■ Information shown ■
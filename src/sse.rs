//! Server-Sent Events (SSE) line reassembly and classification.
//!
//! The analysis backend streams newline-separated protocol lines:
//!
//! ```text
//! data: first text delta
//!
//! data: second text delta
//!
//! data: [DONE]
//! ```
//!
//! Payloads are plain text deltas, not JSON. Lines without the `data: `
//! prefix (comments, keep-alives) are ignored.

/// Prefix marking a protocol data line.
const DATA_PREFIX: &str = "data: ";

/// Sentinel payload signaling end-of-stream at the protocol level.
const DONE_MARKER: &str = "[DONE]";

/// Reassembles decoded text fragments into complete lines.
///
/// Fragments arrive at arbitrary chunk boundaries, so the final element of
/// any split may be an incomplete line; it is held back until more text
/// arrives or the stream ends.
#[derive(Debug, Default)]
pub struct LineReassembler {
    /// Trailing text for which no terminating newline has been seen yet
    remainder: String,
}

impl LineReassembler {
    /// Create a reassembler with an empty remainder.
    pub fn new() -> Self {
        Self::default()
    }

    /// Feed a text fragment, returning all complete lines in order.
    ///
    /// Lines are trimmed; the unterminated tail becomes the new remainder.
    pub fn feed(&mut self, fragment: &str) -> Vec<String> {
        self.remainder.push_str(fragment);

        let mut lines = Vec::new();
        while let Some(pos) = self.remainder.find('\n') {
            lines.push(self.remainder[..pos].trim().to_string());
            self.remainder.drain(..=pos);
        }
        lines
    }

    /// Flush the remainder at end of stream.
    ///
    /// Returns the held-over text as one final best-effort line, or `None`
    /// if nothing but whitespace is pending.
    pub fn flush(&mut self) -> Option<String> {
        let remainder = std::mem::take(&mut self.remainder);
        let line = remainder.trim();
        if line.is_empty() {
            None
        } else {
            Some(line.to_string())
        }
    }
}

/// Classification of one reassembled line.
#[derive(Debug, Clone, PartialEq, Eq)]
pub enum Frame {
    /// A text delta to deliver to the caller
    Data(String),
    /// The terminal sentinel; processing stops immediately
    Done,
    /// Blank, comment, or otherwise non-protocol line
    Ignore,
}

/// Classify one trimmed line from the stream.
///
/// An empty payload after the prefix (`"data: "` with nothing following) is
/// ignored, never delivered as an empty delta.
pub fn classify_line(line: &str) -> Frame {
    let line = line.trim();
    if line.is_empty() {
        return Frame::Ignore;
    }
    let Some(payload) = parse_sse_line(line) else {
        return Frame::Ignore;
    };
    if is_done_marker(payload) {
        return Frame::Done;
    }
    if payload.is_empty() {
        return Frame::Ignore;
    }
    Frame::Data(payload.to_string())
}

/// Parse an SSE line to extract the data portion.
///
/// SSE lines are in the format: `data: <content>`
pub fn parse_sse_line(line: &str) -> Option<&str> {
    line.strip_prefix(DATA_PREFIX).map(|s| s.trim())
}

/// Check if an SSE data payload indicates the stream is done.
pub fn is_done_marker(payload: &str) -> bool {
    payload == DONE_MARKER
}
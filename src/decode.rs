//! Incremental UTF-8 decoding of raw transport chunks.
//!
//! Chunk boundaries are byte boundaries, so a multi-byte character can be
//! split across two chunks. The decoder keeps the incomplete trailing
//! sequence of each chunk and prepends it to the next one, so callers always
//! receive whole characters.

/// Stateful UTF-8 decoder for a stream of byte chunks.
///
/// One decoder belongs to exactly one stream session; state is never shared
/// across sessions.
#[derive(Debug, Default)]
pub struct Utf8Decoder {
    /// Incomplete trailing UTF-8 sequence held over from the previous chunk
    pending: Vec<u8>,
}

impl Utf8Decoder {
    /// Create a new decoder with no pending state.
    pub fn new() -> Self {
        Self::default()
    }

    /// Decode one chunk, returning the text it completes.
    ///
    /// An incomplete trailing sequence is held back for the next call.
    /// Invalid interior bytes are replaced with U+FFFD immediately.
    pub fn decode(&mut self, chunk: &[u8]) -> String {
        let mut buf = std::mem::take(&mut self.pending);
        buf.extend_from_slice(chunk);

        let mut out = String::with_capacity(buf.len());
        let mut rest = buf.as_slice();
        loop {
            match std::str::from_utf8(rest) {
                Ok(text) => {
                    out.push_str(text);
                    rest = &[];
                    break;
                }
                Err(err) => {
                    let (valid, tail) = rest.split_at(err.valid_up_to());
                    if let Ok(text) = std::str::from_utf8(valid) {
                        out.push_str(text);
                    }
                    match err.error_len() {
                        // Invalid sequence in the middle of the chunk
                        Some(len) => {
                            out.push(char::REPLACEMENT_CHARACTER);
                            rest = &tail[len..];
                        }
                        // Truncated sequence at the end: may be completed
                        // by the next chunk
                        None => {
                            rest = tail;
                            break;
                        }
                    }
                }
            }
        }

        self.pending = rest.to_vec();
        out
    }

    /// Flush the decoder at end of stream.
    ///
    /// A dangling partial character becomes U+FFFD rather than being
    /// silently dropped.
    pub fn finish(&mut self) -> String {
        if self.pending.is_empty() {
            return String::new();
        }
        self.pending.clear();
        char::REPLACEMENT_CHARACTER.to_string()
    }
}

■ Brief ■
All the material above is to be returned exactly as it stands.

■ Response ■
filename src/sse.rs
//! Server-Sent Events (SSE) line reassembly and classification.
//!
//! The analysis backend streams newline-separated protocol lines:
//!
//! ```text
//! data: first text delta
//!
//! data: second text delta
//!
//! data: [DONE]
//! ```
//!
//! Payloads are plain text deltas, not JSON. Lines without the `data: `
//! prefix (comments, keep-alives) are ignored.

/// Prefix marking a protocol data line.
const DATA_PREFIX: &str = "data: ";

/// Sentinel payload signaling end-of-stream at the protocol level.
const DONE_MARKER: &str = "[DONE]";

/// Reassembles decoded text fragments into complete lines.
///
/// Fragments arrive at arbitrary chunk boundaries, so the final element of
/// any split may be an incomplete line; it is held back until more text
/// arrives or the stream ends.
#[derive(Debug, Default)]
pub struct LineReassembler {
    /// Trailing text for which no terminating newline has been seen yet
    remainder: String,
}

impl LineReassembler {
    /// Create a reassembler with an empty remainder.
    pub fn new() -> Self {
        Self::default()
    }

    /// Feed a text fragment, returning all complete lines in order.
    ///
    /// Lines are trimmed; the unterminated tail becomes the new remainder.
    pub fn feed(&mut self, fragment: &str) -> Vec<String> {
        self.remainder.push_str(fragment);

        let mut lines = Vec::new();
        while let Some(pos) = self.remainder.find('\n') {
            lines.push(self.remainder[..pos].trim().to_string());
            self.remainder.drain(..=pos);
        }
        lines
    }

    /// Flush the remainder at end of stream.
    ///
    /// Returns the held-over text as one final best-effort line, or `None`
    /// if nothing but whitespace is pending.
    pub fn flush(&mut self) -> Option<String> {
        let remainder = std::mem::take(&mut self.remainder);
        let line = remainder.trim();
        if line.is_empty() {
            None
        } else {
            Some(line.to_string())
        }
    }
}

/// Classification of one reassembled line.
#[derive(Debug, Clone, PartialEq, Eq)]
pub enum Frame {
    /// A text delta to deliver to the caller
    Data(String),
    /// The terminal sentinel; processing stops immediately
    Done,
    /// Blank, comment, or otherwise non-protocol line
    Ignore,
}

/// Classify one trimmed line from the stream.
///
/// An empty payload after the prefix (`"data: "` with nothing following) is
/// ignored, never delivered as an empty delta.
pub fn classify_line(line: &str) -> Frame {
    let line = line.trim();
    if line.is_empty() {
        return Frame::Ignore;
    }
    let Some(payload) = parse_sse_line(line) else {
        return Frame::Ignore;
    };
    if is_done_marker(payload) {
        return Frame::Done;
    }
    if payload.is_empty() {
        return Frame::Ignore;
    }
    Frame::Data(payload.to_string())
}

/// Parse an SSE line to extract the data portion.
///
/// SSE lines are in the format: `data: <content>`
pub fn parse_sse_line(line: &str) -> Option<&str> {
    line.strip_prefix(DATA_PREFIX).map(|s| s.trim())
}

/// Check if an SSE data payload indicates the stream is done.
pub fn is_done_marker(payload: &str) -> bool {
    payload == DONE_MARKER
}
filename src/decode.rs
//! Incremental UTF-8 decoding of raw transport chunks.
//!
//! Chunk boundaries are byte boundaries, so a multi-byte character can be
//! split across two chunks. The decoder keeps the incomplete trailing
//! sequence of each chunk and prepends it to the next one, so callers always
//! receive whole characters.

/// Stateful UTF-8 decoder for a stream of byte chunks.
///
/// One decoder belongs to exactly one stream session; state is never shared
/// across sessions.
#[derive(Debug, Default)]
pub struct Utf8Decoder {
    /// Incomplete trailing UTF-8 sequence held over from the previous chunk
    pending: Vec<u8>,
}

impl Utf8Decoder {
    /// Create a new decoder with no pending state.
    pub fn new() -> Self {
        Self::default()
    }

    /// Decode one chunk, returning the text it completes.
    ///
    /// An incomplete trailing sequence is held back for the next call.
    /// Invalid interior bytes are replaced with U+FFFD immediately.
    pub fn decode(&mut self, chunk: &[u8]) -> String {
        let mut buf = std::mem::take(&mut self.pending);
        buf.extend_from_slice(chunk);

        let mut out = String::with_capacity(buf.len());
        let mut rest = buf.as_slice();
        loop {
            match std::str::from_utf8(rest) {
                Ok(text) => {
                    out.push_str(text);
                    rest = &[];
                    break;
                }
                Err(err) => {
                    let (valid, tail) = rest.split_at(err.valid_up_to());
                    if let Ok(text) = std::str::from_utf8(valid) {
                        out.push_str(text);
                    }
                    match err.error_len() {
                        // Invalid sequence in the middle of the chunk
                        Some(len) => {
                            out.push(char::REPLACEMENT_CHARACTER);
                            rest = &tail[len..];
                        }
                        // Truncated sequence at the end: may be completed
                        // by the next chunk
                        None => {
                            rest = tail;
                            break;
                        }
                    }
                }
            }
        }

        self.pending = rest.to_vec();
        out
    }

    /// Flush the decoder at end of stream.
    ///
    /// A dangling partial character becomes U+FFFD rather than being
    /// silently dropped.
    pub fn finish(&mut self) -> String {
        if self.pending.is_empty() {
            return String::new();
        }
        self.pending.clear();
        char::REPLACEMENT_CHARACTER.to_string()
    }
}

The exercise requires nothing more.